Exercise aim ▸
Filter the data below, keeping only lines that contain "Channel".

[Stored data entries]
//! models/schedule_model.rs
//! Canales, credenciales y request/resultado de la programación de envíos.

use serde::{Deserialize, Serialize};

use crate::models::delivery_log_model::DeliveryLogEntry;

#[derive(Debug, Clone, Copy, PartialEq, Eq, Serialize, Deserialize)]
#[serde(rename_all = "lowercase")]
pub enum Channel {
    Whatsapp,
    Email,
    Sms,
}

impl Channel {
    pub fn as_str(&self) -> &'static str {
        match self {
            Channel::Whatsapp => "whatsapp",
            Channel::Email => "email",
            Channel::Sms => "sms",
        }
    }

    pub fn display_name(&self) -> &'static str {
        match self {
            Channel::Whatsapp => "WhatsApp",
            Channel::Email => "Email",
            Channel::Sms => "SMS",
        }
    }
}

/// Solo aplica a WhatsApp: API del proveedor o link escaneable (QR)
#[derive(Debug, Clone, Copy, Default, PartialEq, Eq, Serialize, Deserialize)]
#[serde(rename_all = "snake_case")]
pub enum WhatsappType {
    #[default]
    Api,
    QrCode,
}

/// Credenciales por canal, tal cual las escribe el usuario en Settings.
/// Solo se valida que estén presentes (no vacías).
#[derive(Debug, Clone, Default, Deserialize)]
pub struct Credentials {
    pub whatsapp_api_token: Option<String>,
    pub whatsapp_phone_number_id: Option<String>,
    pub email_api_key: Option<String>,
    pub email_sender: Option<String>,
}

fn present(value: &Option<String>) -> bool {
    value.as_deref().map_or(false, |v| !v.is_empty())
}

impl Credentials {
    pub fn has_whatsapp(&self) -> bool {
        present(&self.whatsapp_api_token) && present(&self.whatsapp_phone_number_id)
    }

    pub fn has_email(&self) -> bool {
        present(&self.email_api_key) && present(&self.email_sender)
    }

    pub fn status(&self) -> CredentialsStatus {
        CredentialsStatus {
            whatsapp_api_token: present(&self.whatsapp_api_token),
            whatsapp_phone_number_id: present(&self.whatsapp_phone_number_id),
            email_api_key: present(&self.email_api_key),
            email_sender: present(&self.email_sender),
        }
    }
}

/// GET /api/sessions/{id}/settings: qué credenciales hay, sin devolverlas
#[derive(Debug, Clone, Serialize)]
pub struct CredentialsStatus {
    pub whatsapp_api_token: bool,
    pub whatsapp_phone_number_id: bool,
    pub email_api_key: bool,
    pub email_sender: bool,
}

#[derive(Debug, Clone, Deserialize)]
pub struct ScheduleRequest {
    pub channel: Channel,
    pub whatsapp_type: Option<WhatsappType>,
    /// YYYY-MM-DD
    pub date: Option<String>,
    /// HH:MM o HH:MM:SS
    pub time: Option<String>,
    /// Offset del navegador, en minutos al este de UTC
    pub utc_offset_minutes: Option<i32>,
}

/// Lo que necesita el renderer de QR del cliente
#[derive(Debug, Clone, PartialEq, Eq, Serialize)]
pub struct QrCodeSpec {
    pub text: String,
    pub width: u32,
    pub height: u32,
    pub color_dark: String,
    pub color_light: String,
    pub correct_level: String,
}

impl QrCodeSpec {
    pub fn new(text: String, size: u32) -> Self {
        Self {
            text,
            width: size,
            height: size,
            color_dark: "#000000".to_string(),
            color_light: "#ffffff".to_string(),
            correct_level: "H".to_string(),
        }
    }
}

#[derive(Debug, Clone)]
pub enum ScheduleOutcome {
    /// Envío simulado: una entrada por borrador
    Sent(Vec<DeliveryLogEntry>),
    /// Rama QR: no toca credenciales ni el log
    QrCode(QrCodeSpec),
}

/// POST /api/sessions/{id}/schedule
#[derive(Debug, Clone, Serialize)]
pub struct ScheduleResponse {
    pub success: bool,
    pub message: String,
    pub entries: Vec<DeliveryLogEntry>,
    pub qr_code: Option<QrCodeSpec>,
}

Exercise answer ▸
pub enum Channel {
impl Channel {
            Channel::Whatsapp => "whatsapp",
            Channel::Email => "email",
            Channel::Sms => "sms",
            Channel::Whatsapp => "WhatsApp",
            Channel::Email => "Email",
            Channel::Sms => "SMS",
    pub channel: Channel,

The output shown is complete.